Кузьма глядел на заводь, и объяснение Самсона Ивановича представилось ему слишком обыденным и отвлеченным: “Лотосы…” Память по ассоциации вытаскивала из своей кладовки: “Древний Египет… Пирамиды… Фараоны… Нил… Священный цветок”. Чересчур мало, чтобы объяснить чудо. Не древняя история, не Египет, а вот – наклониться и дотронуться.

Лотос поднялся над водой почти у самого берега. Он очень напоминал пион и был такой же величины. Но лепестки выглядели плотнее, восковитее. Кузьма заглянул в голубую чашу цветка фарфоровой прозрачности. Там бриллиантами сияли капли росы.

Время словно пропало. И будто померк солнечный день. Светился только цветок.

Неожиданно Кузьма услышал у себя за спиной усердное сопение, и нагой Самсон Иванович, пробежав рядом, плюхнулся в воду. Вынырнул, долго отфыркивался и кряхтел, по-бабьи обхватив руками плечи. Очевидно, вода была холодна.

– Зачем… – Кузьма сморщился, точно от зубной боли.

– Забыл ты сухари на заимке, Свечин. Вот я и иду на промысел. – И Самсон Иванович погрузился в воду, ставшую мутной от взбаламученного ила.

“Черт с ними, сухарями! Так бы поели. Купаться-то здесь зачем? – сердито думал Кузьма. – Дела нет ему до красоты, – с горечью размышлял Свечин, отойдя от берега и устроившись в тени похожего на пальму дерева. – Л может, он просто привык? “Обыкновенные лотосы…” Не хотелось бы мне заиметь такую привычку и в шестьдесят лет. А Самсону Ивановичу всего-то сорок пять”.

Подумал, кстати, Кузьма и о том, что долгое пребывание на одном месте, в одном районе, привычка к людям и обстановке, неизменно притупляют восприятие. Так, живя в городе, словно перестаешь слышать шум машин, а тишину начинаешь ощущать как нарушение обычного, заведенного порядка. Засиживаться в этих краях не входило в расчеты Свечина. Работу инспектора уголовного розыска в глубинке он считал своего рода стажировкой для своей будущей деятельности.
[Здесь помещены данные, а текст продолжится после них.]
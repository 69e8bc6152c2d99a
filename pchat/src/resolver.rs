//! Model availability checks and default-model fallback.

use std::sync::Arc;

use pprovider::{ModelPolicy, ModelProvider};

use crate::ConversationHooks;

/// Outcome of checking a requested model against a backend.
#[derive(Debug, Clone, PartialEq, Eq)]
pub struct ModelResolution {
    pub requested: String,
    pub effective: String,
}

impl ModelResolution {
    fn unchanged(model: &str) -> Self {
        Self {
            requested: model.to_string(),
            effective: model.to_string(),
        }
    }

    pub fn is_substituted(&self) -> bool {
        self.requested != self.effective
    }
}

#[derive(Clone)]
pub struct ModelResolver {
    provider: Arc<dyn ModelProvider>,
    hooks: Arc<dyn ConversationHooks>,
}

impl ModelResolver {
    pub fn new(provider: Arc<dyn ModelProvider>, hooks: Arc<dyn ConversationHooks>) -> Self {
        Self { provider, hooks }
    }

    /// Best-effort listing: a failed call is reported to hooks and reads as no models.
    pub async fn list_models(&self) -> Vec<String> {
        match self.provider.list_models().await {
            Ok(models) => models,
            Err(error) => {
                self.hooks
                    .on_model_listing_failed(self.provider.id(), &error);
                Vec::new()
            }
        }
    }

    pub async fn is_available(&self, model: &str) -> bool {
        if model.trim().is_empty() {
            return false;
        }

        self.list_models()
            .await
            .iter()
            .any(|candidate| candidate.eq_ignore_ascii_case(model))
    }

    pub async fn resolve(&self, requested: &str) -> ModelResolution {
        let default_model = self.provider.default_model();
        if self.provider.model_policy() == ModelPolicy::TrustRequested
            || requested == default_model
        {
            return ModelResolution::unchanged(requested);
        }

        if self.is_available(requested).await {
            return ModelResolution::unchanged(requested);
        }

        let resolution = ModelResolution {
            requested: requested.to_string(),
            effective: default_model.to_string(),
        };
        self.hooks
            .on_model_fallback(self.provider.id(), &resolution.requested, &resolution.effective);
        resolution
    }
}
Прислонившись спиной к гладкому стволу, Кузьма прикрыл глаза. Вернулись усталость, боль в висках. Теперь она казалась даже сильнее, чем прежде. До слуха долетало фырканье и бульканье купавшегося Самсона Ивановича. Потом кряхтенье и трубное сморкание, чавканье ила под ногами участкового. Протопопов вышел на берег. Открыв глаза, Кузьма увидел его тело: поджарое, без единого грамма лишнего веса, хорошо тренированное.

Одевшись, Протопопов вернулся к берегу и поднял из травы целый пук вырванных с корнями лотосов.

“Вот так”, – горько усмехнулся про себя Кузьма. Вздохнув, он лег ничком. Не хотелось смотреть ни на заводь, ни на своего спутника. Усталость, досада и какое-то тоскливое разочарование обессилили Кузьму.

Голос Самсона Ивановича послышался как бы издалека:

– Сварим корневища. Отлично вместо хлеба сойдут.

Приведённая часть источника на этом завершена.